The appeals court began its opinion by noting that “issues of faith, internal organization, and church discipline are governed by ecclesiastical rule, custom, and law, and civil courts generally have no role in deciding such ecclesiastical questions.” The court also ruled that the “qualified privilege” that applies to statements made in the context of church discipline was recognized under Kentucky law. It quoted from an earlier Kentucky case: “Words spoken or written in the regular course of church discipline, or before a tribunal of a religious society, to or of members of the church or society, are as among the members themselves privileged communications, and are not actionable without express malice …. The courts appear to agree that in the absence of malice, members may discuss the character of their pastor, communicate rumors of misconduct to each other, and prefer charges whenever there appears to be any foundation therefor.”

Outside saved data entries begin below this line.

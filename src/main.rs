//! # Butterfly-tags CLI
//!
//! Command-line interface for the butterfly-tags library.
//! Searches OpenStreetMap tag catalogues and builds or runs Overpass queries.

use std::path::PathBuf;

use anyhow::{bail, Context, Result};
use butterfly_tags::{
    build_query, retry_on_network_error, BoundingBox, Downloader, ElementKind, Language, Overlay,
    OverlayRenderer, OverlayRequest, ResultKind, SearchResult, SourceConfig, TagCatalog,
};
use clap::{Parser, Subcommand};
use log::error;

mod cli;

/// Command-line interface for butterfly-tags
#[derive(Parser, Debug)]
#[command(name = "butterfly-tags")]
#[command(about = "OpenStreetMap tag search and Overpass query builder")]
#[command(long_about = "Searches taginfo catalogues and turns tags into Overpass queries:
  butterfly-tags keys aparcament                       # Keys matching a word
  butterfly-tags values cafe --key amenity             # Values of one key
  butterfly-tags values wheel --yes-no                 # Boolean (yes/no) tags
  butterfly-tags query amenity fuel --bbox=-1,40,1,42  # Print the Overpass query
  butterfly-tags run shop --bbox=-1,40,1,42            # Execute it and count features

Catalogues (taginfo_simple_{lang}.csv) are read from --csv-dir, or fetched
from --csv-url when given.")]
#[command(version = env!("BUTTERFLY_VERSION"))]
struct Cli {
    #[command(subcommand)]
    command: Command,

    /// Catalogue language: ca, es or en [env: BUTTERFLY_TAGS_LANG]
    #[arg(long, global = true, value_parser = parse_language)]
    lang: Option<Language>,

    /// Directory holding the catalogue CSVs [env: BUTTERFLY_TAGS_CSV_DIR]
    #[arg(long, global = true)]
    csv_dir: Option<PathBuf>,

    /// Base URL serving the catalogue CSVs [env: BUTTERFLY_TAGS_CSV_URL]
    #[arg(long, global = true)]
    csv_url: Option<String>,

    /// Overpass interpreter endpoint [env: BUTTERFLY_OVERPASS_URL]
    #[arg(long, global = true)]
    overpass_url: Option<String>,

    /// Print results as JSON on stdout
    #[arg(long, global = true)]
    json: bool,

    /// Enable verbose logging
    #[arg(short, long, global = true)]
    verbose: bool,
}

#[derive(Subcommand, Debug)]
enum Command {
    /// Search tag keys
    Keys {
        /// Free text, matched against keys, definitions and localized names
        query: String,

        /// Maximum number of results
        #[arg(short, long, default_value_t = 10)]
        limit: usize,
    },

    /// Search tag values
    Values {
        /// Free text, matched against values, definitions and localized names
        query: String,

        /// Only search values of this key
        #[arg(short, long)]
        key: Option<String>,

        /// Maximum number of results
        #[arg(short, long, default_value_t = 10)]
        limit: usize,

        /// Search the yes/no catalogue instead
        #[arg(long)]
        yes_no: bool,
    },

    /// Print the Overpass query for a tag
    Query(TagArgs),

    /// Execute the Overpass query for a tag and summarize the result
    Run(TagArgs),
}

#[derive(clap::Args, Debug, Clone)]
struct TagArgs {
    /// Tag key, e.g. "amenity"
    key: String,

    /// Tag value; omit to match any value of the key
    value: Option<String>,

    /// Bounding box as minLon,minLat,maxLon,maxLat
    #[arg(long, allow_hyphen_values = true, value_parser = parse_bbox)]
    bbox: BoundingBox,

    /// Element types to match, comma-separated
    #[arg(long, value_delimiter = ',', default_value = "node,way,relation", value_parser = parse_kind)]
    types: Vec<ElementKind>,
}

impl TagArgs {
    fn bbox_coords(&self) -> [f64; 4] {
        [self.bbox.min_lon, self.bbox.min_lat, self.bbox.max_lon, self.bbox.max_lat]
    }

    fn to_request(&self) -> OverlayRequest {
        OverlayRequest::new(self.key.clone(), self.value.clone(), self.bbox_coords()).with_kinds(self.types.clone())
    }
}

fn parse_language(s: &str) -> std::result::Result<Language, String> {
    s.parse()
}

fn parse_bbox(s: &str) -> std::result::Result<BoundingBox, String> {
    s.parse().map_err(|e: butterfly_tags::Error| e.to_string())
}

fn parse_kind(s: &str) -> std::result::Result<ElementKind, String> {
    s.parse().map_err(|e: butterfly_tags::Error| e.to_string())
}

/// Configuration from the environment, overridden by command-line flags
fn resolve_config(cli: &Cli) -> SourceConfig {
    let mut config = SourceConfig::from_env();
    if let Some(dir) = &cli.csv_dir {
        config.csv_dir = dir.clone();
    }
    if let Some(url) = &cli.csv_url {
        config.csv_base_url = Some(url.clone());
    }
    if let Some(url) = &cli.overpass_url {
        config.overpass_url = url.clone();
    }
    if let Some(language) = cli.lang {
        config.language = language;
    }
    config
}

#[tokio::main]
async fn main() {
    if let Err(e) = run().await {
        error!("❌ Error: {e:#}");
        std::process::exit(1);
    }
}

async fn run() -> Result<()> {
    let cli = Cli::parse();

    // Initialize logging to stderr
    let default_filter = if cli.verbose { "debug" } else { "warn" };
    env_logger::Builder::from_env(env_logger::Env::default().default_filter_or(default_filter))
        .target(env_logger::Target::Stderr)
        .init();

    if cli.verbose {
        eprintln!("🦋 Butterfly-tags v{} starting...", env!("BUTTERFLY_VERSION"));
    }

    let config = resolve_config(&cli);

    match &cli.command {
        Command::Keys { query, limit } => {
            let catalog = TagCatalog::with_config(config.clone());
            let progress = cli::ProgressManager::new(&format!("📚 Searching keys in {} catalogue", config.language), cli.json);
            let results = catalog
                .search_keys(config.language, query, *limit)
                .await
                .context("Key search failed")?;
            progress.clear();
            print_results(&results, cli.json)?;
        }
        Command::Values {
            query,
            key,
            limit,
            yes_no,
        } => {
            let catalog = TagCatalog::with_config(config.clone());
            let progress = cli::ProgressManager::new(&format!("📚 Searching values in {} catalogue", config.language), cli.json);
            let search = if *yes_no {
                catalog
                    .search_boolean_values(config.language, query, key.as_deref(), *limit)
                    .await
            } else {
                catalog
                    .search_values(config.language, query, key.as_deref(), *limit)
                    .await
            };
            let results = search.context("Value search failed")?;
            progress.clear();

            if let (false, Some(key)) = (*yes_no, key) {
                if let Some(suggestion) = catalog.suggest_key(config.language, key).await? {
                    eprintln!("💡 Key '{key}' not found. Did you mean '{suggestion}'?");
                }
            }
            print_results(&results, cli.json)?;
        }
        Command::Query(args) => {
            let Some(query) = build_query(&args.key, args.value.as_deref(), &args.bbox_coords(), &args.types) else {
                bail!("Cannot build a query for key '{}'", args.key);
            };
            if cli.json {
                println!("{}", serde_json::json!({ "query": query }));
            } else {
                println!("{query}");
            }
        }
        Command::Run(args) => {
            if cli.verbose {
                eprintln!("🌐 Overpass endpoint: {}", config.overpass_url);
            }
            let renderer = OverlayRenderer::new(Downloader::with_config(config));
            let request = args.to_request();

            let progress = cli::ProgressManager::new(&format!("🚀 Querying {}", request.overlay_id()), cli.json);
            let overlay = retry_on_network_error(|| renderer.execute(request.clone()))
                .await
                .with_context(|| format!("Query for '{}' failed", request.overlay_id()))?;
            progress.finish(&format!("✅ {} done in {}ms", overlay.id, overlay.elapsed_ms));

            print_overlay(&overlay, cli.json)?;
        }
    }

    Ok(())
}

/// One human-readable line per result
fn format_result(rank: usize, result: &SearchResult) -> String {
    let tag = match (&result.kind, &result.value) {
        (ResultKind::Value, Some(value)) => format!("{}={}", result.key, value),
        (ResultKind::Key, Some(value)) => format!("{} (e.g. {}={})", result.key, result.key, value),
        _ => result.key.clone(),
    };

    if result.definition.is_empty() {
        format!("{rank:>3}. {tag}  [{} uses]", result.count)
    } else {
        format!("{rank:>3}. {tag}  [{} uses]  {}", result.count, result.definition)
    }
}

fn print_results(results: &[SearchResult], json: bool) -> Result<()> {
    if json {
        println!("{}", serde_json::to_string_pretty(results)?);
        return Ok(());
    }

    if results.is_empty() {
        eprintln!("🔍 No matches");
        return Ok(());
    }
    for (i, result) in results.iter().enumerate() {
        println!("{}", format_result(i + 1, result));
    }
    Ok(())
}

fn print_overlay(overlay: &Overlay, json: bool) -> Result<()> {
    if json {
        let summary = serde_json::json!({
            "id": overlay.id,
            "key": overlay.key,
            "value": overlay.value,
            "query": overlay.query,
            "color": overlay.color.to_css(),
            "stats": overlay.stats,
            "elapsed_ms": overlay.elapsed_ms,
        });
        println!("{}", serde_json::to_string_pretty(&summary)?);
        return Ok(());
    }

    let stats = &overlay.stats;
    println!("🏷️  {} ({})", overlay.id, overlay.color.to_hex());
    println!("   Tagged features: {}", stats.tagged_features);
    println!("   Standalone nodes: {}", stats.standalone_nodes);
    println!("   Vertex nodes: {}", stats.vertex_nodes);
    println!("   Lines: {}", stats.lines);
    println!("   Polygons: {}", stats.polygons);
    println!("   Relations: {}", stats.relations);
    if stats.is_degraded() {
        println!("   ⚠️  {} ways reference nodes missing from the response", stats.incomplete_ways);
    }
    Ok(())
}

The two dismissed members insisted that the oral and written statements concerning them were not privileged because they did not involve any church doctrine. The court disagreed: “This case involves statements made by the church’s disciplinary committee in the course of a church disciplinary matter. Specifically, this controversy requires the interpretation of the Discipline section of the church’s bylaws. Therefore, this controversy rests upon the interpretation of ecclesiastical matters, and thus the statements are privileged communications if made in the absence of express malice.”
The court noted that the qualified privilege does not confer absolute protection for statements made in the course of disciplinary matters. Rather, it protects statements only if they are not made with “malice.” In this context, malice means actual knowledge that a statement was false, or a “reckless disregard” regarding its truth or falsity. The two dismissed members asserted that the statements made by the disciplinary committee were malicious since they were designed to “send a warning of silence to other members of the church who were questioning the actions of the pastor.” The court concluded that the dismissed members “presented no evidence, apart from conclusory allegations based on suspicion and conjecture, indicating that the defendants were motivated by malice.”
Application. Many states recognize the qualified privilege defense to defamation. As this court noted, this defense applies to statements concerning the discipline of members. The court applied the defense to statements made by the disciplinary committee in the membership meeting as well as in letters sent to active voting members. According to the qualified privilege, statements concerning the discipline of members cannot be defamatory unless made with malice. This is a very difficult standard to prove, which means that communications addressing such matters generally will be defamatory only in exceptional cases. Note that several courts have restricted the qualified privilege to statements made to members, and that the privilege is lost if statements are made in a meeting or mailing to persons who are not members in good standing. So, to ensure the maximum application of the qualified privilege, church leaders should take steps to ensure that any statements concerning the discipline of a member are directed only to members, either in a membership meeting or in letters. If statements are communicated via letter, the letters should be addressed to active voting members on the church’s official membership roll; the envelope and letter should include the words “privileged and confidential”; and the letter should include a warning that the contents are to be read only by the member to whom it is addressed, and are not to be shared by the member with any non-member. Cargill v. Greater Salem Baptist, 2006 WL 1950663 (Ky. App. 2006).